§ Task goal: Repeat each record below exactly as given.

Collected data:
+ + + +

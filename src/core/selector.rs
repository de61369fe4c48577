use crate::core::health::PassiveHealthStore;
use crate::core::route::Route;

/// Forced-routing override taken from the `X-Mesh-Force` request header.
/// Each mode pins the failover sequence to the first route carrying the
/// corresponding source tag.
#[derive(Debug, Clone, Copy, Default, PartialEq, Eq)]
pub enum ForceMode {
    #[default]
    None,
    Direct,
    Tunnel,
    Gateway,
}

impl ForceMode {
    pub fn from_header(value: Option<&str>) -> Self {
        match value.map(str::trim) {
            Some(v) if v.eq_ignore_ascii_case("direct") => ForceMode::Direct,
            Some(v) if v.eq_ignore_ascii_case("tunnel") => ForceMode::Tunnel,
            Some(v) if v.eq_ignore_ascii_case("gateway") => ForceMode::Gateway,
            _ => ForceMode::None,
        }
    }

    fn wanted_tag(self) -> Option<&'static str> {
        match self {
            ForceMode::None => None,
            ForceMode::Direct => Some("agent"),
            ForceMode::Tunnel => Some("tunnel"),
            ForceMode::Gateway => Some("gateway"),
        }
    }
}

/// Build the ordered sequence of routes the proxy loop will attempt.
///
/// A force mode short-circuits to a single matching route; without one the
/// input is partitioned into passively-healthy and unhealthy pools, each
/// pool sorted ascending by priority (stable, so ties keep their input
/// order), and the unhealthy pool appended as last resort. Unhealthy routes
/// are demoted rather than dropped so a stale health signal cannot black
/// out a tenant.
pub fn failover_sequence(
    routes: &[Route],
    force: ForceMode,
    health: &PassiveHealthStore,
) -> Vec<Route> {
    if let Some(tag) = force.wanted_tag() {
        if let Some(route) = routes.iter().find(|r| r.source_tag() == tag) {
            return vec![route.clone()];
        }
        tracing::warn!(
            force = tag,
            "no route matches the forced source, falling back to priority order"
        );
    }

    let (mut healthy, mut unhealthy): (Vec<Route>, Vec<Route>) = routes
        .iter()
        .cloned()
        .partition(|route| !health.is_unhealthy(&route.health_key()));

    healthy.sort_by_key(|route| route.priority);
    unhealthy.sort_by_key(|route| route.priority);

    healthy.extend(unhealthy);
    healthy
}

#[cfg(test)]
mod tests {
    use std::time::Duration;

    use super::*;

    fn route(ip: &str, priority: i64, source: &str) -> Route {
        serde_json::from_str(&format!(
            r#"{{"ip":"{ip}","priority":{priority},"source":"{source}"}}"#
        ))
        .unwrap()
    }

    fn health() -> PassiveHealthStore {
        PassiveHealthStore::new(3, Duration::from_secs(60))
    }

    #[test]
    fn test_priority_order_without_force() {
        let routes = vec![
            route("10.0.0.2", 2, "tunnel"),
            route("10.0.0.1", 1, "agent"),
            route("10.0.0.3", 3, "relay"),
        ];
        let seq = failover_sequence(&routes, ForceMode::None, &health());
        let ips: Vec<&str> = seq.iter().map(|r| r.ip.as_str()).collect();
        assert_eq!(ips, vec!["10.0.0.1", "10.0.0.2", "10.0.0.3"]);
    }

    #[test]
    fn test_ties_keep_input_order() {
        let routes = vec![
            route("10.0.0.1", 1, "agent"),
            route("10.0.0.2", 1, "tunnel"),
            route("10.0.0.3", 1, "relay"),
        ];
        let seq = failover_sequence(&routes, ForceMode::None, &health());
        let ips: Vec<&str> = seq.iter().map(|r| r.ip.as_str()).collect();
        assert_eq!(ips, vec!["10.0.0.1", "10.0.0.2", "10.0.0.3"]);
    }

    #[test]
    fn test_force_tunnel_pins_single_route() {
        let routes = vec![
            route("10.0.0.1", 1, "agent"),
            route("10.0.0.2", 2, "tunnel"),
        ];
        let seq = failover_sequence(&routes, ForceMode::Tunnel, &health());
        assert_eq!(seq.len(), 1);
        assert_eq!(seq[0].ip, "10.0.0.2");
    }

    #[test]
    fn test_force_direct_ignores_health() {
        let routes = vec![
            route("10.0.0.1", 1, "agent"),
            route("10.0.0.2", 2, "tunnel"),
        ];
        let health = health();
        for _ in 0..3 {
            health.mark_failed("10.0.0.1:443");
        }
        let seq = failover_sequence(&routes, ForceMode::Direct, &health);
        assert_eq!(seq.len(), 1);
        assert_eq!(seq[0].ip, "10.0.0.1");
    }

    #[test]
    fn test_force_without_match_falls_through() {
        let routes = vec![
            route("10.0.0.2", 2, "tunnel"),
            route("10.0.0.1", 1, "tunnel"),
        ];
        let seq = failover_sequence(&routes, ForceMode::Direct, &health());
        let ips: Vec<&str> = seq.iter().map(|r| r.ip.as_str()).collect();
        assert_eq!(ips, vec!["10.0.0.1", "10.0.0.2"]);
    }

    #[test]
    fn test_unhealthy_routes_are_demoted_not_dropped() {
        let routes = vec![
            route("10.0.0.1", 1, "agent"),
            route("10.0.0.2", 2, "tunnel"),
        ];
        let health = health();
        for _ in 0..3 {
            health.mark_failed("10.0.0.1:443");
        }
        let seq = failover_sequence(&routes, ForceMode::None, &health);
        let ips: Vec<&str> = seq.iter().map(|r| r.ip.as_str()).collect();
        assert_eq!(ips, vec!["10.0.0.2", "10.0.0.1"]);
    }

    #[test]
    fn test_priorities_sorted_within_each_pool() {
        let routes = vec![
            route("10.0.0.4", 4, "agent"),
            route("10.0.0.1", 1, "agent"),
            route("10.0.0.3", 3, "agent"),
            route("10.0.0.2", 2, "agent"),
        ];
        let health = health();
        for _ in 0..3 {
            health.mark_failed("10.0.0.1:443");
        }
        for _ in 0..3 {
            health.mark_failed("10.0.0.3:443");
        }
        let seq = failover_sequence(&routes, ForceMode::None, &health);
        let ips: Vec<&str> = seq.iter().map(|r| r.ip.as_str()).collect();
        // Healthy pool first in priority order, then the unhealthy pool in
        // priority order.
        assert_eq!(ips, vec!["10.0.0.2", "10.0.0.4", "10.0.0.1", "10.0.0.3"]);
    }

    #[test]
    fn test_force_header_parsing() {
        assert_eq!(ForceMode::from_header(None), ForceMode::None);
        assert_eq!(ForceMode::from_header(Some("direct")), ForceMode::Direct);
        assert_eq!(ForceMode::from_header(Some(" Tunnel ")), ForceMode::Tunnel);
        assert_eq!(ForceMode::from_header(Some("gateway")), ForceMode::Gateway);
        assert_eq!(ForceMode::from_header(Some("bogus")), ForceMode::None);
        assert_eq!(ForceMode::from_header(Some("")), ForceMode::None);
    }
}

+ + + +

§ Answer section:
filename src/core/selector.rs
repository de61369fe4c48577
use crate::core::health::PassiveHealthStore;
use crate::core::route::Route;

/// Forced-routing override taken from the `X-Mesh-Force` request header.
/// Each mode pins the failover sequence to the first route carrying the
/// corresponding source tag.
#[derive(Debug, Clone, Copy, Default, PartialEq, Eq)]
pub enum ForceMode {
    #[default]
    None,
    Direct,
    Tunnel,
    Gateway,
}

impl ForceMode {
    pub fn from_header(value: Option<&str>) -> Self {
        match value.map(str::trim) {
            Some(v) if v.eq_ignore_ascii_case("direct") => ForceMode::Direct,
            Some(v) if v.eq_ignore_ascii_case("tunnel") => ForceMode::Tunnel,
            Some(v) if v.eq_ignore_ascii_case("gateway") => ForceMode::Gateway,
            _ => ForceMode::None,
        }
    }

    fn wanted_tag(self) -> Option<&'static str> {
        match self {
            ForceMode::None => None,
            ForceMode::Direct => Some("agent"),
            ForceMode::Tunnel => Some("tunnel"),
            ForceMode::Gateway => Some("gateway"),
        }
    }
}

/// Build the ordered sequence of routes the proxy loop will attempt.
///
/// A force mode short-circuits to a single matching route; without one the
/// input is partitioned into passively-healthy and unhealthy pools, each
/// pool sorted ascending by priority (stable, so ties keep their input
/// order), and the unhealthy pool appended as last resort. Unhealthy routes
/// are demoted rather than dropped so a stale health signal cannot black
/// out a tenant.
pub fn failover_sequence(
    routes: &[Route],
    force: ForceMode,
    health: &PassiveHealthStore,
) -> Vec<Route> {
    if let Some(tag) = force.wanted_tag() {
        if let Some(route) = routes.iter().find(|r| r.source_tag() == tag) {
            return vec![route.clone()];
        }
        tracing::warn!(
            force = tag,
            "no route matches the forced source, falling back to priority order"
        );
    }

    let (mut healthy, mut unhealthy): (Vec<Route>, Vec<Route>) = routes
        .iter()
        .cloned()
        .partition(|route| !health.is_unhealthy(&route.health_key()));

    healthy.sort_by_key(|route| route.priority);
    unhealthy.sort_by_key(|route| route.priority);

    healthy.extend(unhealthy);
    healthy
}

#[cfg(test)]
mod tests {
    use std::time::Duration;

    use super::*;

    fn route(ip: &str, priority: i64, source: &str) -> Route {
        serde_json::from_str(&format!(
            r#"{{"ip":"{ip}","priority":{priority},"source":"{source}"}}"#
        ))
        .unwrap()
    }

    fn health() -> PassiveHealthStore {
        PassiveHealthStore::new(3, Duration::from_secs(60))
    }

    #[test]
    fn test_priority_order_without_force() {
        let routes = vec![
            route("10.0.0.2", 2, "tunnel"),
            route("10.0.0.1", 1, "agent"),
            route("10.0.0.3", 3, "relay"),
        ];
        let seq = failover_sequence(&routes, ForceMode::None, &health());
        let ips: Vec<&str> = seq.iter().map(|r| r.ip.as_str()).collect();
        assert_eq!(ips, vec!["10.0.0.1", "10.0.0.2", "10.0.0.3"]);
    }

    #[test]
    fn test_ties_keep_input_order() {
        let routes = vec![
            route("10.0.0.1", 1, "agent"),
            route("10.0.0.2", 1, "tunnel"),
            route("10.0.0.3", 1, "relay"),
        ];
        let seq = failover_sequence(&routes, ForceMode::None, &health());
        let ips: Vec<&str> = seq.iter().map(|r| r.ip.as_str()).collect();
        assert_eq!(ips, vec!["10.0.0.1", "10.0.0.2", "10.0.0.3"]);
    }

    #[test]
    fn test_force_tunnel_pins_single_route() {
        let routes = vec![
            route("10.0.0.1", 1, "agent"),
            route("10.0.0.2", 2, "tunnel"),
        ];
        let seq = failover_sequence(&routes, ForceMode::Tunnel, &health());
        assert_eq!(seq.len(), 1);
        assert_eq!(seq[0].ip, "10.0.0.2");
    }

    #[test]
    fn test_force_direct_ignores_health() {
        let routes = vec![
            route("10.0.0.1", 1, "agent"),
            route("10.0.0.2", 2, "tunnel"),
        ];
        let health = health();
        for _ in 0..3 {
            health.mark_failed("10.0.0.1:443");
        }
        let seq = failover_sequence(&routes, ForceMode::Direct, &health);
        assert_eq!(seq.len(), 1);
        assert_eq!(seq[0].ip, "10.0.0.1");
    }

    #[test]
    fn test_force_without_match_falls_through() {
        let routes = vec![
            route("10.0.0.2", 2, "tunnel"),
            route("10.0.0.1", 1, "tunnel"),
        ];
        let seq = failover_sequence(&routes, ForceMode::Direct, &health());
        let ips: Vec<&str> = seq.iter().map(|r| r.ip.as_str()).collect();
        assert_eq!(ips, vec!["10.0.0.1", "10.0.0.2"]);
    }

    #[test]
    fn test_unhealthy_routes_are_demoted_not_dropped() {
        let routes = vec![
            route("10.0.0.1", 1, "agent"),
            route("10.0.0.2", 2, "tunnel"),
        ];
        let health = health();
        for _ in 0..3 {
            health.mark_failed("10.0.0.1:443");
        }
        let seq = failover_sequence(&routes, ForceMode::None, &health);
        let ips: Vec<&str> = seq.iter().map(|r| r.ip.as_str()).collect();
        assert_eq!(ips, vec!["10.0.0.2", "10.0.0.1"]);
    }

    #[test]
    fn test_priorities_sorted_within_each_pool() {
        let routes = vec![
            route("10.0.0.4", 4, "agent"),
            route("10.0.0.1", 1, "agent"),
            route("10.0.0.3", 3, "agent"),
            route("10.0.0.2", 2, "agent"),
        ];
        let health = health();
        for _ in 0..3 {
            health.mark_failed("10.0.0.1:443");
        }
        for _ in 0..3 {
            health.mark_failed("10.0.0.3:443");
        }
        let seq = failover_sequence(&routes, ForceMode::None, &health);
        let ips: Vec<&str> = seq.iter().map(|r| r.ip.as_str()).collect();
        // Healthy pool first in priority order, then the unhealthy pool in
        // priority order.
        assert_eq!(ips, vec!["10.0.0.2", "10.0.0.4", "10.0.0.1", "10.0.0.3"]);
    }

    #[test]
    fn test_force_header_parsing() {
        assert_eq!(ForceMode::from_header(None), ForceMode::None);
        assert_eq!(ForceMode::from_header(Some("direct")), ForceMode::Direct);
        assert_eq!(ForceMode::from_header(Some(" Tunnel ")), ForceMode::Tunnel);
        assert_eq!(ForceMode::from_header(Some("gateway")), ForceMode::Gateway);
        assert_eq!(ForceMode::from_header(Some("bogus")), ForceMode::None);
        assert_eq!(ForceMode::from_header(Some("")), ForceMode::None);
    }
}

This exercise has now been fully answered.